Data section
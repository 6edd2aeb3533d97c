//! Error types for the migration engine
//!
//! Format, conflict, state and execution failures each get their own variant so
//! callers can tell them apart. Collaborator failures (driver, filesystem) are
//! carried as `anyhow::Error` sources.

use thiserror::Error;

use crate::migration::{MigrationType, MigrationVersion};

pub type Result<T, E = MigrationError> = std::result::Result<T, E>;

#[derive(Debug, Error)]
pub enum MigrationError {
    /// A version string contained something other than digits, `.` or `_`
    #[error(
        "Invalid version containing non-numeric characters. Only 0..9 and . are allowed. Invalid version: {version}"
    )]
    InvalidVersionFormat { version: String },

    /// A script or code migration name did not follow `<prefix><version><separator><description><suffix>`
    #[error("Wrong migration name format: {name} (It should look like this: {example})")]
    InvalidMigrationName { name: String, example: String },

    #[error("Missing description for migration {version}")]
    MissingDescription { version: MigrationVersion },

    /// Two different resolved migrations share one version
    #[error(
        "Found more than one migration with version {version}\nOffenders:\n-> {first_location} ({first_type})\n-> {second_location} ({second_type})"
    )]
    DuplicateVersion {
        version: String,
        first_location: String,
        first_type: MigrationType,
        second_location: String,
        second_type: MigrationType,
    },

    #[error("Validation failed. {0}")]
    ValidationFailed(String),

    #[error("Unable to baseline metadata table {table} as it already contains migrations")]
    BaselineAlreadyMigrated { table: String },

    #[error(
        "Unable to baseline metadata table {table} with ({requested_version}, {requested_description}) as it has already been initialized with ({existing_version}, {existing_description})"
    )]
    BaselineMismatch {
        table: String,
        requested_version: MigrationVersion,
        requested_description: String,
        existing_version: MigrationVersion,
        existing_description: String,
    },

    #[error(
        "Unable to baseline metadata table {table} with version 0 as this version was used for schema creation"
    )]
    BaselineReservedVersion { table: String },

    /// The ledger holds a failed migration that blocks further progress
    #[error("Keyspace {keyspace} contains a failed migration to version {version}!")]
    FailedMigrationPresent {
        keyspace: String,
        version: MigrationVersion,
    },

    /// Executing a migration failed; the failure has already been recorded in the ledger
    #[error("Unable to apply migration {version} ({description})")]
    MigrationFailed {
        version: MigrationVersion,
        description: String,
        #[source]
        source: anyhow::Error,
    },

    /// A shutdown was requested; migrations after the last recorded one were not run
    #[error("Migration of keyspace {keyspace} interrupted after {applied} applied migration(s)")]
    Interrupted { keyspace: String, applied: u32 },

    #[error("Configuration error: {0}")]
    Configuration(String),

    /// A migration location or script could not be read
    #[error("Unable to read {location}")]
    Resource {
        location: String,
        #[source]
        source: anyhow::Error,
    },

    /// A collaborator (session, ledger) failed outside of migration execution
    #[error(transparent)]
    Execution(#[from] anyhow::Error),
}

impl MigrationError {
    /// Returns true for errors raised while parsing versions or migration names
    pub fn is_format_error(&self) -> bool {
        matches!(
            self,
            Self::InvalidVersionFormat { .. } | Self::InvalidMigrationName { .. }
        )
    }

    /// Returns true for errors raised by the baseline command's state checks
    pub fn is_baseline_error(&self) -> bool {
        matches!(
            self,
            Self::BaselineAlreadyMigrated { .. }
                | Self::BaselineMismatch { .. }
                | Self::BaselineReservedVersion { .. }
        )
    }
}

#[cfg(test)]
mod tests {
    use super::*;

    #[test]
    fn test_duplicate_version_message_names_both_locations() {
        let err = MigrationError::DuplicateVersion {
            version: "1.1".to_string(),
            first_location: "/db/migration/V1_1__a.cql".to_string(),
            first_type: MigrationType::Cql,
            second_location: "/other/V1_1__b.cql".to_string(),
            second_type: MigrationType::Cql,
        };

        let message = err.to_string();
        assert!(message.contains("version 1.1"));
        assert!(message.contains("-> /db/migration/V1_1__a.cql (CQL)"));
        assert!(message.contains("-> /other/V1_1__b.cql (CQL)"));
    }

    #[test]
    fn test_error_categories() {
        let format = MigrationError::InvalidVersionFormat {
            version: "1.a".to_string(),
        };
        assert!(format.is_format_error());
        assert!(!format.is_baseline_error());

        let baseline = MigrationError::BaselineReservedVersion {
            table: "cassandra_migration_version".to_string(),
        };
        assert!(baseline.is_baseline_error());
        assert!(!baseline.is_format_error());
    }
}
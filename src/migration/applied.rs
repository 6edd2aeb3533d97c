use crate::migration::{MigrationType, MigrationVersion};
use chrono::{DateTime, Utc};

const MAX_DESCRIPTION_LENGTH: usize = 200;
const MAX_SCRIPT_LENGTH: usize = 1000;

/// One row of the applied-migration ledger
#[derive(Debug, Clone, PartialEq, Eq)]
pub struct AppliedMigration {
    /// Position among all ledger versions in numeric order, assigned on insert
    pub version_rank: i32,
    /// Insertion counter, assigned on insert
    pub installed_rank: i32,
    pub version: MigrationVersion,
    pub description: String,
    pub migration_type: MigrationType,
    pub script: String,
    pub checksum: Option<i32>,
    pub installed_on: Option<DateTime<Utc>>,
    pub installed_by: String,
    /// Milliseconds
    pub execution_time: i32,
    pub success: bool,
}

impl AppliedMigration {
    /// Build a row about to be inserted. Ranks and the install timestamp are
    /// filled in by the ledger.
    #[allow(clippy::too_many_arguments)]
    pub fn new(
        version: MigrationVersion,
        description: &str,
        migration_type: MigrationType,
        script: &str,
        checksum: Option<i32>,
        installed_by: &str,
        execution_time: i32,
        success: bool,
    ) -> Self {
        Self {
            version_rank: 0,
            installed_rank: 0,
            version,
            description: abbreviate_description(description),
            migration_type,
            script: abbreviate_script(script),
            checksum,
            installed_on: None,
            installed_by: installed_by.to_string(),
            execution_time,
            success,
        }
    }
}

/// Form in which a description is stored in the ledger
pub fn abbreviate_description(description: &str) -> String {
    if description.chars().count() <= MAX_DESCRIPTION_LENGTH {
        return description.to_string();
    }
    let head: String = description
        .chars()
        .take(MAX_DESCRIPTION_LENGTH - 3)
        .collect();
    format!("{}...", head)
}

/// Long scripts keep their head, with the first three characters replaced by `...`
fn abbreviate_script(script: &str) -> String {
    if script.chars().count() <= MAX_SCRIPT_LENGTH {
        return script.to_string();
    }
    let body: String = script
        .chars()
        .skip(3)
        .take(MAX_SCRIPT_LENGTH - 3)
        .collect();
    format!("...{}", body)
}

What you have to do
Above are some records; repeat all of them exactly.

Finished task
repository 6edd2aeb3533d97c
//! Error types for the migration engine
//!
//! Format, conflict, state and execution failures each get their own variant so
//! callers can tell them apart. Collaborator failures (driver, filesystem) are
//! carried as `anyhow::Error` sources.

use thiserror::Error;

use crate::migration::{MigrationType, MigrationVersion};

pub type Result<T, E = MigrationError> = std::result::Result<T, E>;

#[derive(Debug, Error)]
pub enum MigrationError {
    /// A version string contained something other than digits, `.` or `_`
    #[error(
        "Invalid version containing non-numeric characters. Only 0..9 and . are allowed. Invalid version: {version}"
    )]
    InvalidVersionFormat { version: String },

    /// A script or code migration name did not follow `<prefix><version><separator><description><suffix>`
    #[error("Wrong migration name format: {name} (It should look like this: {example})")]
    InvalidMigrationName { name: String, example: String },

    #[error("Missing description for migration {version}")]
    MissingDescription { version: MigrationVersion },

    /// Two different resolved migrations share one version
    #[error(
        "Found more than one migration with version {version}\nOffenders:\n-> {first_location} ({first_type})\n-> {second_location} ({second_type})"
    )]
    DuplicateVersion {
        version: String,
        first_location: String,
        first_type: MigrationType,
        second_location: String,
        second_type: MigrationType,
    },

    #[error("Validation failed. {0}")]
    ValidationFailed(String),

    #[error("Unable to baseline metadata table {table} as it already contains migrations")]
    BaselineAlreadyMigrated { table: String },

    #[error(
        "Unable to baseline metadata table {table} with ({requested_version}, {requested_description}) as it has already been initialized with ({existing_version}, {existing_description})"
    )]
    BaselineMismatch {
        table: String,
        requested_version: MigrationVersion,
        requested_description: String,
        existing_version: MigrationVersion,
        existing_description: String,
    },

    #[error(
        "Unable to baseline metadata table {table} with version 0 as this version was used for schema creation"
    )]
    BaselineReservedVersion { table: String },

    /// The ledger holds a failed migration that blocks further progress
    #[error("Keyspace {keyspace} contains a failed migration to version {version}!")]
    FailedMigrationPresent {
        keyspace: String,
        version: MigrationVersion,
    },

    /// Executing a migration failed; the failure has already been recorded in the ledger
    #[error("Unable to apply migration {version} ({description})")]
    MigrationFailed {
        version: MigrationVersion,
        description: String,
        #[source]
        source: anyhow::Error,
    },

    /// A shutdown was requested; migrations after the last recorded one were not run
    #[error("Migration of keyspace {keyspace} interrupted after {applied} applied migration(s)")]
    Interrupted { keyspace: String, applied: u32 },

    #[error("Configuration error: {0}")]
    Configuration(String),

    /// A migration location or script could not be read
    #[error("Unable to read {location}")]
    Resource {
        location: String,
        #[source]
        source: anyhow::Error,
    },

    /// A collaborator (session, ledger) failed outside of migration execution
    #[error(transparent)]
    Execution(#[from] anyhow::Error),
}

impl MigrationError {
    /// Returns true for errors raised while parsing versions or migration names
    pub fn is_format_error(&self) -> bool {
        matches!(
            self,
            Self::InvalidVersionFormat { .. } | Self::InvalidMigrationName { .. }
        )
    }

    /// Returns true for errors raised by the baseline command's state checks
    pub fn is_baseline_error(&self) -> bool {
        matches!(
            self,
            Self::BaselineAlreadyMigrated { .. }
                | Self::BaselineMismatch { .. }
                | Self::BaselineReservedVersion { .. }
        )
    }
}

#[cfg(test)]
mod tests {
    use super::*;

    #[test]
    fn test_duplicate_version_message_names_both_locations() {
        let err = MigrationError::DuplicateVersion {
            version: "1.1".to_string(),
            first_location: "/db/migration/V1_1__a.cql".to_string(),
            first_type: MigrationType::Cql,
            second_location: "/other/V1_1__b.cql".to_string(),
            second_type: MigrationType::Cql,
        };

        let message = err.to_string();
        assert!(message.contains("version 1.1"));
        assert!(message.contains("-> /db/migration/V1_1__a.cql (CQL)"));
        assert!(message.contains("-> /other/V1_1__b.cql (CQL)"));
    }

    #[test]
    fn test_error_categories() {
        let format = MigrationError::InvalidVersionFormat {
            version: "1.a".to_string(),
        };
        assert!(format.is_format_error());
        assert!(!format.is_baseline_error());

        let baseline = MigrationError::BaselineReservedVersion {
            table: "cassandra_migration_version".to_string(),
        };
        assert!(baseline.is_baseline_error());
        assert!(!baseline.is_format_error());
    }
}
filename src/migration/applied.rs
repository 6edd2aeb3533d97c
use crate::migration::{MigrationType, MigrationVersion};
use chrono::{DateTime, Utc};

const MAX_DESCRIPTION_LENGTH: usize = 200;
const MAX_SCRIPT_LENGTH: usize = 1000;

/// One row of the applied-migration ledger
#[derive(Debug, Clone, PartialEq, Eq)]
pub struct AppliedMigration {
    /// Position among all ledger versions in numeric order, assigned on insert
    pub version_rank: i32,
    /// Insertion counter, assigned on insert
    pub installed_rank: i32,
    pub version: MigrationVersion,
    pub description: String,
    pub migration_type: MigrationType,
    pub script: String,
    pub checksum: Option<i32>,
    pub installed_on: Option<DateTime<Utc>>,
    pub installed_by: String,
    /// Milliseconds
    pub execution_time: i32,
    pub success: bool,
}

impl AppliedMigration {
    /// Build a row about to be inserted. Ranks and the install timestamp are
    /// filled in by the ledger.
    #[allow(clippy::too_many_arguments)]
    pub fn new(
        version: MigrationVersion,
        description: &str,
        migration_type: MigrationType,
        script: &str,
        checksum: Option<i32>,
        installed_by: &str,
        execution_time: i32,
        success: bool,
    ) -> Self {
        Self {
            version_rank: 0,
            installed_rank: 0,
            version,
            description: abbreviate_description(description),
            migration_type,
            script: abbreviate_script(script),
            checksum,
            installed_on: None,
            installed_by: installed_by.to_string(),
            execution_time,
            success,
        }
    }
}

/// Form in which a description is stored in the ledger
pub fn abbreviate_description(description: &str) -> String {
    if description.chars().count() <= MAX_DESCRIPTION_LENGTH {
        return description.to_string();
    }
    let head: String = description
        .chars()
        .take(MAX_DESCRIPTION_LENGTH - 3)
        .collect();
    format!("{}...", head)
}

/// Long scripts keep their head, with the first three characters replaced by `...`
fn abbreviate_script(script: &str) -> String {
    if script.chars().count() <= MAX_SCRIPT_LENGTH {
        return script.to_string();
    }
    let body: String = script
        .chars()
        .skip(3)
        .take(MAX_SCRIPT_LENGTH - 3)
        .collect();
    format!("...{}", body)
}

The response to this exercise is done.